Things that worry me.

Remember Diebold? They were the company that supplied California with a whole bunch of electronic voting machines, and then were caught doing all sorts of unethical things like install illegal software on the voting machines (illegal because that software is legally required to be inspected and approved by the state). They were prosecuted for that illegal activity (that prosecution is still pending). Now a high-ranking Diebold executive quit his job at Diebold to go to work for the state of California, as the man in charge of voting machines.

Can you say “conflict of interest”?

October 16, 2004

Stewart on Crossfire

Crossfire invited Jon Stewart on to talk about his new book, and he took them to task for being, in his words, “partisan hacks”.

My god, I have an unbelievable amount of respect for this man.

http://homepage.mac.com/duffyb/nobush/iMovieTheater231.html

( local, high-res copy is here (84MB) - you may need to download the 3ivx and DIVX video codecs to view it. )

October 20, 2004

Stewart Follow-up

TheStar.com has a decent followup to Jon’s appearance on Crossfire. Here too is Stewart’s own followup on the Daily Show.

(the following is mostly from an email that I sent)

Crossfire is an interesting show to start a crusade on (if that’s indeed what he’s doing) because it’s probably more like what Jon would like to see than not. I mean, if you’re out to call someone a political hack on a debate show, you’d be far closer to the mark if you did so on something like Fox’s Hannity & Colmes (Hannity’s a douchebag and Colmes is a wuss). But on the other hand, if you’re going to go somewhere to call the media on it’s rather blatant mis-handling of important political news, you need to do it somewhere where people will not simply quickly go to commercials and escort you off stage as soon as they realize what you’re up to.

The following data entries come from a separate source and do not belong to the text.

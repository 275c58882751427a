//! UI smoke: load the scenario's UI once and record what came back.
//!
//! The browser side sits behind [`SmokeDriver`]; the stock driver is a plain
//! HTTP fetch that demands a 2xx response with a non-empty document.
use crate::adapter::{run_phase_with_expectations, PhaseResult};
use crate::artifacts::{now_rfc3339, write_json_atomic};
use crate::catalog::PhaseRunner;
use crate::command::Log;
use crate::config::{load_testing_config, UiSmokeSettings};
use crate::context::RunContext;
use crate::observe::{Observation, RunReport};
use crate::phases::{display_rel, walk_files};
use crate::toolbox::Toolbox;
use crate::vrooli::{scenario_port, scenario_status, start_scenario};
use crate::workspace::Environment;
use anyhow::{anyhow, Context, Result};
use serde::Serialize;
use serde_json::json;
use std::fs;
use std::path::{Path, PathBuf};
use std::time::{Duration, Instant, SystemTime};

/// What one page load produced.
#[derive(Debug, Clone, PartialEq, Eq, Serialize)]
pub struct SmokeOutcome {
    pub url: String,
    pub status: u16,
    pub bytes: usize,
    pub title: Option<String>,
}

/// Loads a URL the way a browser would for a smoke check.
pub trait SmokeDriver: Send + Sync {
    fn visit(&self, ctx: &RunContext, url: &str, timeout: Duration) -> Result<SmokeOutcome>;
}

#[derive(Debug, Clone, Copy, Default)]
pub struct HttpSmokeDriver;

impl SmokeDriver for HttpSmokeDriver {
    fn visit(&self, ctx: &RunContext, url: &str, timeout: Duration) -> Result<SmokeOutcome> {
        ctx.check()?;
        let agent: ureq::Agent = ureq::Agent::config_builder()
            .timeout_global(Some(timeout))
            .http_status_as_error(false)
            .build()
            .into();
        let mut response = agent.get(url).call().with_context(|| format!("GET {url}"))?;
        let status = response.status();
        let body = response
            .body_mut()
            .read_to_string()
            .with_context(|| format!("read response from {url}"))?;
        if !status.is_success() {
            return Err(anyhow!("UI answered HTTP {} at {url}", status.as_u16()));
        }
        if body.trim().is_empty() {
            return Err(anyhow!("UI returned an empty document at {url}"));
        }
        Ok(SmokeOutcome {
            url: url.to_string(),
            status: status.as_u16(),
            bytes: body.len(),
            title: page_title(&body),
        })
    }
}

fn page_title(html: &str) -> Option<String> {
    let lower = html.to_ascii_lowercase();
    let start = lower.find("<title>")? + "<title>".len();
    let end = lower[start..].find("</title>")? + start;
    let title = html[start..end].trim();
    (!title.is_empty()).then(|| title.to_string())
}

fn modified(path: &Path) -> Result<SystemTime> {
    fs::metadata(path)
        .and_then(|meta| meta.modified())
        .with_context(|| format!("stat {}", path.display()))
}

/// Newest source file when it is newer than the built `dist/index.html`.
///
/// `None` when there is no built bundle or no `src/` to compare against.
pub fn stale_bundle_source(ui_dir: &Path) -> Result<Option<PathBuf>> {
    let index = ui_dir.join("dist").join("index.html");
    let src = ui_dir.join("src");
    if !index.is_file() || !src.is_dir() {
        return Ok(None);
    }
    let built = modified(&index)?;
    let mut newest: Option<(SystemTime, PathBuf)> = None;
    for file in walk_files(&src, &[], |_| true)? {
        let at = modified(&file)?;
        match &newest {
            Some((best, _)) if *best >= at => {}
            _ => newest = Some((at, file)),
        }
    }
    Ok(newest.filter(|(at, _)| *at > built).map(|(_, file)| file))
}

#[derive(Debug, Serialize)]
struct SmokeArtifact<'a> {
    scenario: &'a str,
    checked_at: String,
    url: &'a str,
    success: bool,
    duration_ms: u128,
    #[serde(skip_serializing_if = "Option::is_none")]
    outcome: Option<&'a SmokeOutcome>,
    #[serde(skip_serializing_if = "Option::is_none")]
    error: Option<String>,
}

#[derive(Debug, Default)]
pub struct SmokeRun {
    pub observations: Vec<Observation>,
    pub outcome: Option<SmokeOutcome>,
    pub artifact: Option<String>,
    /// `diagnostics.ui_smoke` from the lifecycle status, when reported.
    pub previous: Option<serde_json::Value>,
    pub failure: Option<(anyhow::Error, &'static str, String)>,
}

impl SmokeRun {
    fn skipped(message: impl Into<String>) -> Self {
        Self {
            observations: vec![Observation::skip(message)],
            ..Self::default()
        }
    }
}

/// UI base URL from the lifecycle CLI, starting the scenario first when its
/// status says it is not running.
fn resolve_ui_url(
    ctx: &RunContext,
    env: &Environment,
    tools: &Toolbox,
    log: &mut Log,
    run: &mut SmokeRun,
) -> Result<String> {
    let dir = &env.scenario_dir;
    let name = &env.scenario_name;
    match scenario_status(ctx, tools, dir, log, name) {
        Ok(status) => {
            run.previous = status.diagnostics.ui_smoke;
            if let Some(state) = status.status.filter(|state| state != "running") {
                run.observations
                    .push(Observation::info(format!("scenario is {state}; starting it")));
                start_scenario(ctx, tools, dir, log, name)
                    .with_context(|| format!("start scenario {name}"))?;
            }
        }
        Err(err) => {
            tracing::debug!(error = %format!("{err:#}"), "scenario status unavailable");
        }
    }
    let port = scenario_port(ctx, tools, dir, log, name, "UI_PORT")?;
    Ok(format!("http://localhost:{port}"))
}

fn smoke(
    ctx: &RunContext,
    env: &Environment,
    tools: &Toolbox,
    log: &mut Log,
    settings: UiSmokeSettings,
) -> Result<SmokeRun> {
    if !settings.enabled {
        return Ok(SmokeRun::skipped("ui smoke disabled in .vrooli/testing.json"));
    }
    let paths = env.paths();
    let ui_dir = paths.ui_dir();
    if !ui_dir.is_dir() {
        return Ok(SmokeRun::skipped("ui/ directory missing; nothing to smoke"));
    }

    let mut run = SmokeRun::default();
    run.observations
        .push(Observation::section("💨", "UI smoke"));
    if let Some(source) = stale_bundle_source(&ui_dir)? {
        let rel = display_rel(&env.scenario_dir, &source);
        run.observations
            .push(Observation::error(format!("{rel} is newer than ui/dist/index.html")));
        run.failure = Some((
            anyhow!("stale UI bundle: {rel} changed after the last build"),
            "misconfiguration",
            format!(
                "rebuild or restart the UI (vrooli scenario restart {}) so the served bundle matches ui/src",
                env.scenario_name
            ),
        ));
        return Ok(run);
    }

    let url = match &env.ui_url {
        Some(url) => url.clone(),
        None => match resolve_ui_url(ctx, env, tools, log, &mut run) {
            Ok(url) => url,
            Err(err) => {
                run.failure = Some((
                    err.context("resolve UI URL"),
                    "",
                    format!(
                        "Start the scenario (vrooli scenario start {}) or pass --ui-url.",
                        env.scenario_name
                    ),
                ));
                return Ok(run);
            }
        },
    };

    let configured = Duration::from_millis(settings.timeout_ms);
    let timeout = ctx
        .remaining()
        .map_or(configured, |remaining| remaining.min(configured));
    let started = Instant::now();
    let visit = tools.smoke.visit(ctx, &url, timeout);
    let elapsed = started.elapsed();

    let artifact = SmokeArtifact {
        scenario: &env.scenario_name,
        checked_at: now_rfc3339()?,
        url: &url,
        success: visit.is_ok(),
        duration_ms: elapsed.as_millis(),
        outcome: visit.as_ref().ok(),
        error: visit.as_ref().err().map(|err| format!("{err:#}")),
    };
    let artifact_path = paths.ui_smoke_dir().join("latest.json");
    match write_json_atomic(&artifact_path, &artifact) {
        Ok(()) => run.artifact = Some(display_rel(&env.scenario_dir, &artifact_path)),
        Err(err) => {
            tracing::warn!(error = %format!("{err:#}"), "ui smoke artifact not written");
            run.observations
                .push(Observation::warning(format!("could not write smoke artifact: {err:#}")));
        }
    }

    match visit {
        Ok(outcome) => {
            run.observations.push(Observation::success(format!(
                "{url} answered {} ({} bytes{}) in {}ms",
                outcome.status,
                outcome.bytes,
                outcome
                    .title
                    .as_deref()
                    .map(|title| format!(", title {title:?}"))
                    .unwrap_or_default(),
                elapsed.as_millis()
            )));
            run.outcome = Some(outcome);
        }
        Err(err) => {
            run.observations
                .push(Observation::error(format!("{url}: {err:#}")));
            run.failure = Some((
                err.context("UI smoke failed"),
                "system",
                format!(
                    "Check that the UI at {url} loads; the scenario logs (vrooli scenario logs {}) usually show why.",
                    env.scenario_name
                ),
            ));
        }
    }
    Ok(run)
}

I don’t know much about Tucker Carlson—when I watched Crossfire, it was Novak that was the regular contributor, and he really is a douche-bag (hey, he published the whereabouts and identity of an undercover CIA operative: major doucheitude). But in terms larger than just Crossfire, I think he’s got a perfectly valid point about where media is going these days. I mean, when, for example, fact-checking the political debates, the media figures will research and find 3 problems with Kerry and 3 problems with Bush and call it “balanced”—when in fact, the three problems with Kerry are not knowing Pell grants, not knowing that Bush did meet with the Congressional Black Caucus once, and having left the word “projected” out of one of his sentences about the surplus in the budget in 2000, and the problems Bush had were lying about the recipients of his tax cuts, lying about his position on the man who attacked the United States (Osama), and taking credit for protecting Americans from contaminated vaccine when it was in fact the British who protected Americans. They’re NOT equal gaffes! And more than that, the media doesn’t even have reasoned discussions about the pros and cons of the actual policy suggestions. Instead they prefer to focus on the facial expressions (Gore in 2000 and Bush in 2004) and similar ancillary crap (Mary Cheney, for example).

I think Jon’s point is that, regardless of how “balanced” Crossfire may seem to be, they aren’t actually providing much of a service to their viewers, they’re just providing entertainment. One side goes “rah! rah! you suck!” and the other side echoes it back—nobody’s mind is actually convinced or changed. At best, you’re simply aware of a headline you weren’t before—and if that’s all you want, you can watch Jon’s show to get the same thing. Jon gets away with simply listing headlines and making fun of them, because his show is on Comedy Central, whereas more mainstream news outlets, like CNN, have more of a responsibility to be actually useful. (It may be a fair argument to say that CNN’s responsibilities are to it’s investors, and it should show whatever to maximize their income, but let’s be honest: the porn industry pays better, and really maximising their income would result in something like Naked News. If they refuse to stoop that low, then they must have some other agenda than pure money.)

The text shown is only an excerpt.